YOUR TASK - Could you count the lines below that include the word "profile" and give only the number?
---+---
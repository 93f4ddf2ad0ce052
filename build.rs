use std::env;
use std::process::Command;

fn main() {
    println!("cargo:rerun-if-changed=build.rs");
    println!("cargo:rerun-if-changed=.git/HEAD");
    println!("cargo:rerun-if-changed=.git/refs");

    let git_hash = command_output("git", &["rev-parse", "--short", "HEAD"])
        .filter(|hash| !hash.is_empty())
        .unwrap_or_else(|| "unknown".to_string());
    emit("HASH", &git_hash);

    let git_status = command_output("git", &["status", "--porcelain"])
        .map(|status| if status.is_empty() { "clean" } else { "dirty" })
        .unwrap_or("unknown");
    emit("STATUS", git_status);

    let timestamp = chrono::Utc::now().to_rfc3339_opts(chrono::SecondsFormat::Secs, true);
    emit("TIMESTAMP", &timestamp);

    let target = env::var("TARGET").unwrap_or_else(|_| "unknown-target".to_string());
    emit("TARGET", &target);

    let profile = env::var("PROFILE").unwrap_or_else(|_| "unknown-profile".to_string());
    emit("PROFILE", &profile);

    let rustc = command_output("rustc", &["--version"]).unwrap_or_else(|| "unknown".to_string());
    emit("RUSTC", &rustc);
}

fn emit(key: &str, value: &str) {
    println!("cargo:rustc-env=ZAKAT_LEDGER_BUILD_{key}={value}");
}

fn command_output(program: &str, args: &[&str]) -> Option<String> {
    let output = Command::new(program).args(args).output().ok()?;
    if !output.status.success() {
        return None;
    }
    String::from_utf8(output.stdout)
        .ok()
        .map(|text| text.trim().to_string())
}
use std::{env, fs, io, path::Path, path::PathBuf};

use dirs::home_dir;

pub const HOME_ENV: &str = "ZAKAT_LEDGER_HOME";

const DEFAULT_DIR_NAME: &str = ".zakat_ledger";
const STORE_DIR: &str = "store";
const CONFIG_DIR: &str = "config";
const CONFIG_FILE: &str = "config.json";
const CLIPBOARD_FILE: &str = "clipboard.txt";

/// Returns the application data directory, defaulting to `~/.zakat_ledger`.
pub fn app_data_dir() -> PathBuf {
    if let Some(custom) = env::var_os(HOME_ENV) {
        return PathBuf::from(custom);
    }
    home_dir()
        .unwrap_or_else(|| PathBuf::from("."))
        .join(DEFAULT_DIR_NAME)
}

/// Directory holding one JSON document per storage key.
pub fn store_dir_in(base: &Path) -> PathBuf {
    base.join(STORE_DIR)
}

pub fn config_file_in(base: &Path) -> PathBuf {
    base.join(CONFIG_DIR).join(CONFIG_FILE)
}

/// File that receives copied links when no system clipboard is reachable.
pub fn clipboard_file_in(base: &Path) -> PathBuf {
    base.join(CLIPBOARD_FILE)
}

pub fn ensure_dir(path: &Path) -> io::Result<()> {
    if !path.exists() {
        fs::create_dir_all(path)?;
    }
    Ok(())
}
---+---
REPLY - 2